Why do we need it
When the conversation comes to speech recognition, it is impossible to remain solely in the field of "signal analysis" (for that is, individual works and branches of science). Always remember that when analyzing speech, we work with a special kind of signal that is reproduced by a specific biological system. On the one hand, it is limited by its amplitude-frequency characteristics (AFC), and on the other hand, by the language itself and the standard set of sounds that can be pronounced by its carrier (for example, when analyzing the Russian language, we will not take into account the possibility of clatter and whistling ). Based on the task, you can quite accurately determine the characteristics of the speech signal, and its basic properties.

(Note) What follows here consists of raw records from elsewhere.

mod handlers;
mod model;
mod repo;

use crate::state::AppState;
use axum::Router;

/// `/personalInfo`: the caller's account summary and profile document.
pub fn router() -> Router<AppState> {
    handlers::routes()
}
use anyhow::Context;
use serde::Deserialize;

#[derive(Debug, Clone, Copy, PartialEq, Eq, Deserialize)]
#[serde(rename_all = "lowercase")]
pub enum Environment {
    Development,
    Production,
}

impl Environment {
    /// Anything other than an explicit `development` is treated as production.
    pub fn parse(raw: &str) -> Self {
        match raw.trim().to_ascii_lowercase().as_str() {
            "development" | "dev" => Environment::Development,
            _ => Environment::Production,
        }
    }

    pub fn is_development(self) -> bool {
        self == Environment::Development
    }
}

#[derive(Debug, Clone, Deserialize)]
pub struct JwtConfig {
    pub secret: String,
    pub issuer: String,
    pub audience: String,
    pub ttl_minutes: i64,
}

#[derive(Debug, Clone, Deserialize)]
pub struct DiagnosisConfig {
    pub base_url: String,
    pub timeout_secs: u64,
    pub max_retries: u32,
}

#[derive(Debug, Clone, Deserialize)]
pub struct AppConfig {
    pub database_url: String,
    pub host: String,
    pub port: u16,
    pub environment: Environment,
    pub jwt: JwtConfig,
    pub diagnosis: DiagnosisConfig,
    pub notification_sweep_secs: u64,
}

impl AppConfig {
    pub fn from_env() -> anyhow::Result<Self> {
        let database_url = std::env::var("DATABASE_URL").context("DATABASE_URL is not set")?;
        let jwt = JwtConfig {
            secret: std::env::var("JWT_SECRET").context("JWT_SECRET is not set")?,
            issuer: std::env::var("JWT_ISSUER").unwrap_or_else(|_| "nurture".into()),
            audience: std::env::var("JWT_AUDIENCE").unwrap_or_else(|_| "nurture-app".into()),
            ttl_minutes: env_parse("JWT_TTL_MINUTES", 60 * 24),
        };
        let diagnosis = DiagnosisConfig {
            base_url: std::env::var("AI_SERVICE_URL").context("AI_SERVICE_URL is not set")?,
            timeout_secs: env_parse("AI_TIMEOUT_SECS", 30),
            max_retries: env_parse("AI_MAX_RETRIES", 2),
        };
        Ok(Self {
            database_url,
            host: std::env::var("APP_HOST").unwrap_or_else(|_| "0.0.0.0".into()),
            port: env_parse("APP_PORT", 5000),
            environment: std::env::var("APP_ENV")
                .map(|v| Environment::parse(&v))
                .unwrap_or(Environment::Production),
            jwt,
            diagnosis,
            notification_sweep_secs: env_parse("NOTIFICATION_SWEEP_SECS", 60 * 60),
        })
    }
}

fn env_parse<T: std::str::FromStr>(key: &str, default: T) -> T {
    std::env::var(key)
        .ok()
        .and_then(|v| v.parse::<T>().ok())
        .unwrap_or(default)
}
use crate::state::AppState;
use axum::Router;

pub mod claims;
mod dto;
pub mod guard;
pub mod handlers;
pub mod jwt;
pub mod middleware;
pub mod password;
pub mod repo;
pub mod services;
mod validation;

pub use dto::{MeResponse, MessageResponse};
pub use middleware::{require_identity, Identity};

/// Public signup and login routes.
pub fn router() -> Router<AppState> {
    Router::new().merge(handlers::auth_routes())
}
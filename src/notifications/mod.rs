mod handlers;
mod model;
mod repo;
mod sweeper;

use crate::state::AppState;
use axum::Router;

pub use sweeper::spawn_expiry_sweeper;

/// `/notifications`: the caller's inbox plus admin-only creation.
pub fn router() -> Router<AppState> {
    handlers::routes()
}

On the other hand, for this signal, nature has developed a close-to-ideal receiver. This is our auditory tract. So far, no other system has been invented and has not been found that could equally well and accurately engage in speech recognition. It would be blasphemy to neglect the opportunity to learn this from nature. If you get acquainted with the features of the auditory tract closer, you begin to understand that the wavelets and Fourier transform in such tasks did not come from the ceiling. And the systems providing the decomposition of the signal into the frequency spectrum appeared much earlier than the first rock painting ...
Voice path
The voice signal is created using air waves emitted from the mouth and nasal openings of the speaker. In most languages ​​of the world, the composition of phonemes can be divided into 2 main classes:
- consonants - pronounced when there is compression of the throat or obstructions in the mouth (tongue, teeth, lips) of the speaker;
- vowels - pronounced in the absence of any obstacles in the vocal tract.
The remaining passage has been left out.